This is only ever set at the following 3 places: 0, 1, 2.
I don't see how this could go wrong... – unless maybe something has messed with the memory storing the bool?
Hi @justinjosephmkj @mara004 :wave:,
Soooo
@justinjosephmkj For the scope of this PR i would be fine with @mara004 suggestion:
pdf = pdfium.PdfDocument(file, password=password)
# Workaround ref.: https://github.com/mindee/doctr/issues/1623
try:
return [page.render(scale=scale, rev_byteorder=rgb_mode, **kwargs).to_numpy() for page in pdf]
finally:
pdf.close()
@justinjosephmkj @mara004 I was not able to reproduce any mem leak but the message appears if:
case 2:
(doctr-dev) felix@felix-Z790-AORUS-MASTER:~/Desktop/doctr$ USE_TORCH=1 python3 /home/felix/Desktop/doctr/test_scripts/test_pdf.py
^CTraceback (most recent call last):
File "/home/felix/Desktop/doctr/test_scripts/test_pdf.py", line 36, in <module>
doc = DocumentFile.from_pdf(path)
File "/home/felix/Desktop/doctr/doctr/io/reader.py", line 40, in from_pdf
return read_pdf(file, **kwargs)
File "/home/felix/Desktop/doctr/doctr/io/pdf.py", line 42, in read_pdf
return [page.render(scale=scale, rev_byteorder=rgb_mode, **kwargs).to_numpy() for page in pdf]
File "/home/felix/Desktop/doctr/doctr/io/pdf.py", line 42, in <listcomp>
return [page.render(scale=scale, rev_byteorder=rgb_mode, **kwargs).to_numpy() for page in pdf]
File "/home/felix/anaconda3/envs/doctr-dev/lib/python3.10/site-packages/pypdfium2/_helpers/page.py", line 428, in render
pdfium_c.FPDF_RenderPageBitmap(*render_args)
KeyboardInterrupt
-> Cannot close object, library is destroyed.
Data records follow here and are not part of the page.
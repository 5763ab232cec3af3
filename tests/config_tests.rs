//! Config loading, TOML parsing, and env var override tests.
//!
//! The env override test is `#[ignore]` (it mutates the process environment).
//! Run it with: `cargo test --test config_tests -- --ignored --test-threads=1`

use deductive::config::{Config, EvaluationMode};
use deductive::execution::ResourceLimits;
use deductive::{Database, Value};
use std::env;
use std::fs;
use tempfile::TempDir;

// Default Configuration Tests
#[test]
fn test_config_default_engine() {
    let config = Config::default();
    assert_eq!(config.engine.max_steps, 0);
    assert_eq!(config.engine.max_memory_bytes, 0);
    assert_eq!(config.engine.memory_check_interval, 10_000);
    assert_eq!(config.engine.evaluation, EvaluationMode::SemiNaive);
}

#[test]
fn test_config_default_optimizer() {
    let config = Config::default();
    assert!(config.optimizer.delta_reads);
    assert!(config.optimizer.split_recursive);
    assert!(config.optimizer.binding_patterns);
    assert!(!config.optimizer.decompose_clauses);
    assert!(config.optimizer.eliminate_dead_bindings);
}

#[test]
fn test_config_default_storage_and_logging() {
    let config = Config::default();
    assert!(config.storage.snapshot_checksums);
    assert_eq!(config.storage.initial_index_capacity, 0);
    assert_eq!(config.logging.level, "info");
    assert_eq!(config.logging.format, "text");
}

// TOML File Parsing Tests
#[test]
fn test_load_config_from_toml() {
    let temp = TempDir::new().unwrap();
    let config_path = temp.path().join("deductive.toml");

    let config_content = r#"
[engine]
max_steps = 5000
max_memory_bytes = 1048576
evaluation = "naive"

[optimizer]
decompose_clauses = true
binding_patterns = false

[storage]
snapshot_checksums = false

[logging]
level = "debug"
format = "json"
"#;
    fs::write(&config_path, config_content).unwrap();

    let config = Config::from_file(config_path.to_str().unwrap()).unwrap();
    assert_eq!(config.engine.max_steps, 5000);
    assert_eq!(config.engine.max_memory_bytes, 1_048_576);
    assert_eq!(config.engine.memory_check_interval, 10_000);
    assert_eq!(config.engine.evaluation, EvaluationMode::Naive);
    assert!(config.optimizer.decompose_clauses);
    assert!(!config.optimizer.binding_patterns);
    assert!(config.optimizer.delta_reads);
    assert!(!config.storage.snapshot_checksums);
    assert_eq!(config.logging.level, "debug");
    assert_eq!(config.logging.format, "json");
}

#[test]
fn test_missing_file_gives_defaults() {
    let temp = TempDir::new().unwrap();
    let path = temp.path().join("absent.toml");
    let config = Config::from_file(path.to_str().unwrap()).unwrap();
    assert_eq!(config, Config::default());
}

#[test]
fn test_invalid_evaluation_mode_is_rejected() {
    let temp = TempDir::new().unwrap();
    let path = temp.path().join("bad.toml");
    fs::write(&path, "[engine]\nevaluation = \"eager\"\n").unwrap();
    assert!(Config::from_file(path.to_str().unwrap()).is_err());
}

#[test]
#[ignore = "Requires --test-threads=1 due to environment mutation"]
fn test_env_overrides_file() {
    let temp = TempDir::new().unwrap();
    let path = temp.path().join("deductive.toml");
    fs::write(&path, "[engine]\nmax_steps = 10\n").unwrap();

    env::set_var("DEDUCTIVE_ENGINE__MAX_STEPS", "42");
    env::set_var("DEDUCTIVE_LOGGING__LEVEL", "warn");
    let config = Config::from_file(path.to_str().unwrap());
    env::remove_var("DEDUCTIVE_ENGINE__MAX_STEPS");
    env::remove_var("DEDUCTIVE_LOGGING__LEVEL");

    let config = config.unwrap();
    assert_eq!(config.engine.max_steps, 42);
    assert_eq!(config.logging.level, "warn");
}

// Config Wiring Tests
#[test]
fn test_engine_limits_follow_config() {
    let mut config = Config::default();
    config.engine.max_steps = 250;
    let limits = ResourceLimits::from(&config.engine);
    assert_eq!(limits.max_steps, Some(250));
    assert_eq!(limits.max_memory_bytes, None);

    let db = Database::with_config(config);
    assert_eq!(db.limits().max_steps, Some(250));
}

#[test]
fn test_naive_config_evaluates() {
    let mut config = Config::default();
    config.engine.evaluation = EvaluationMode::Naive;
    let mut db = Database::with_config(config);
    db.insert("n", &[Value::Integer(1)]).unwrap();
    assert_eq!(db.rows("n", 1).unwrap(), vec![vec![Value::Integer(1)]]);
}

#[test]
fn test_logging_init_from_config() {
    let mut config = Config::default();
    config.logging.level = "warn".to_string();
    config.logging.format = "json".to_string();
    let _ = deductive::logging::init(&config.logging);
    // The global subscriber can only be installed once per process.
    assert!(!deductive::logging::init(&config.logging));

    let mut db = Database::with_config(config);
    db.insert("n", &[Value::Integer(1)]).unwrap();
    assert!(db.is_successful());
}
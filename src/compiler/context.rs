//! Compilation context: variable slots and the bound-variable stack.
//!
//! Slots are allocated monotonically and never reused within one rule, so a
//! variable keeps its slot across every branch it appears in. Whether it is
//! *bound* is tracked separately by a stack that branches rewind, which is
//! what keeps a binding made on one side of a disjunction (or inside a
//! negation) from leaking into its siblings. A variable bound by some but
//! not all branches of a disjunction is *partial* afterwards: its slot may
//! or may not hold a value, so nothing downstream may use it.

use crate::eval::RuleEvaluation;
use crate::eval::Node;
use crate::interner::StrId;
use crate::value::Value;
use std::collections::HashMap;
use std::sync::Arc;

/// Depths of the bound and partial stacks at the time a branch was opened.
#[derive(Debug, Clone, Copy, PartialEq, Eq)]
pub struct BranchPoint {
    bound: usize,
    partial: usize,
}

#[derive(Debug, Default, Clone)]
pub struct CompilationContext {
    slot_of: HashMap<StrId, usize>,
    bound: Vec<StrId>,
    partial: Vec<StrId>,
    slot_count: usize,
    constants: Vec<(usize, Value)>,
    constant_slots: HashMap<Value, usize>,
    distinct_count: usize,
    collector_count: usize,
    flag_count: usize,
    join_count: u32,
}

impl CompilationContext {
    pub fn new() -> Self {
        Self::default()
    }

    /// Look up or allocate the slot of `name` and report whether it was
    /// already bound. Afterwards the variable counts as bound: the operator
    /// receiving an unbound slot is the one that binds it.
    pub fn bind_variable(&mut self, name: StrId) -> (usize, bool) {
        let slot = self.slot_for(name);
        let was_bound = self.is_bound(name);
        if !was_bound {
            self.bound.push(name);
        }
        (slot, was_bound)
    }

    /// Slot of `name`, allocating one without marking it bound.
    pub fn slot_for(&mut self, name: StrId) -> usize {
        if let Some(&slot) = self.slot_of.get(&name) {
            return slot;
        }
        let slot = self.fresh_slot();
        self.slot_of.insert(name, slot);
        slot
    }

    pub fn slot_of(&self, name: StrId) -> Option<usize> {
        self.slot_of.get(&name).copied()
    }

    pub fn is_bound(&self, name: StrId) -> bool {
        self.bound.contains(&name)
    }

    /// Mark `name` bound (used after a disjunction for the variables every
    /// branch bound).
    pub fn mark_bound(&mut self, name: StrId) {
        self.slot_for(name);
        if !self.is_bound(name) {
            self.bound.push(name);
        }
    }

    /// Whether `name` was bound by only some branches of a disjunction.
    pub fn is_partial(&self, name: StrId) -> bool {
        !self.is_bound(name) && self.partial.contains(&name)
    }

    pub fn mark_partial(&mut self, name: StrId) {
        if !self.partial.contains(&name) {
            self.partial.push(name);
        }
    }

    pub fn branch(&self) -> BranchPoint {
        BranchPoint {
            bound: self.bound.len(),
            partial: self.partial.len(),
        }
    }

    pub fn rewind(&mut self, point: BranchPoint) {
        self.bound.truncate(point.bound);
        self.partial.truncate(point.partial);
    }

    /// Variables bound since `point`, in binding order.
    pub fn bound_since(&self, point: BranchPoint) -> Vec<StrId> {
        self.bound[point.bound.min(self.bound.len())..].to_vec()
    }

    /// Variables marked partial since `point`.
    pub fn partial_since(&self, point: BranchPoint) -> Vec<StrId> {
        self.partial[point.partial.min(self.partial.len())..].to_vec()
    }

    /// Currently bound variables, in binding order.
    pub fn bound(&self) -> &[StrId] {
        &self.bound
    }

    /// Slot holding `value` for the whole evaluation.
    pub fn constant(&mut self, value: Value) -> usize {
        if let Some(&slot) = self.constant_slots.get(&value) {
            return slot;
        }
        let slot = self.fresh_slot();
        self.constants.push((slot, value));
        self.constant_slots.insert(value, slot);
        slot
    }

    pub fn is_constant(&self, slot: usize) -> bool {
        self.constants.iter().any(|(s, _)| *s == slot)
    }

    pub fn fresh_slot(&mut self) -> usize {
        let slot = self.slot_count;
        self.slot_count += 1;
        slot
    }

    pub fn fresh_distinct(&mut self) -> usize {
        self.distinct_count += 1;
        self.distinct_count - 1
    }

    pub fn fresh_collector(&mut self) -> usize {
        self.collector_count += 1;
        self.collector_count - 1
    }

    pub fn fresh_flag(&mut self) -> usize {
        self.flag_count += 1;
        self.flag_count - 1
    }

    pub fn fresh_join(&mut self) -> u32 {
        self.join_count += 1;
        self.join_count - 1
    }

    pub fn slot_count(&self) -> usize {
        self.slot_count
    }

    /// Evaluation template for `plan` sized by this context.
    pub fn evaluation(&self, plan: Arc<Node>) -> RuleEvaluation {
        RuleEvaluation {
            plan,
            slot_count: self.slot_count,
            constants: self.constants.clone(),
            distinct_count: self.distinct_count,
            collector_count: self.collector_count,
            flag_count: self.flag_count,
        }
    }
}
This may cause a memory leak!
-> Cannot close object, library is destroyed. This may cause a memory leak!
-> Cannot close object, library is destroyed. This may cause a memory leak!
-> Cannot close object, library is destroyed. This may cause a memory leak!
-> Cannot close object, library is destroyed. This may cause a memory leak!
-> Cannot close object, library is destroyed. This may cause a memory leak!
-> Cannot close object, library is destroyed. This may cause a memory leak!
-> Cannot close object, library is destroyed. This may cause a memory leak!
-> Cannot close object, library is destroyed. This may cause a memory leak!
-> Cannot close object, library is destroyed. This may cause a memory leak!
-> Cannot close object, library is destroyed. This may cause a memory leak!
-> Cannot close object, library is destroyed. This may cause a memory leak!
-> Cannot close object, library is destroyed. This may cause a memory leak!
case 1:
Processing: 100%|███████████████████████████████████████████████████████████████████████████████████████████████████████████████████████████████████████████████████████████████████████████████████| 5/5 [00:12<00:00, 2.46s/it]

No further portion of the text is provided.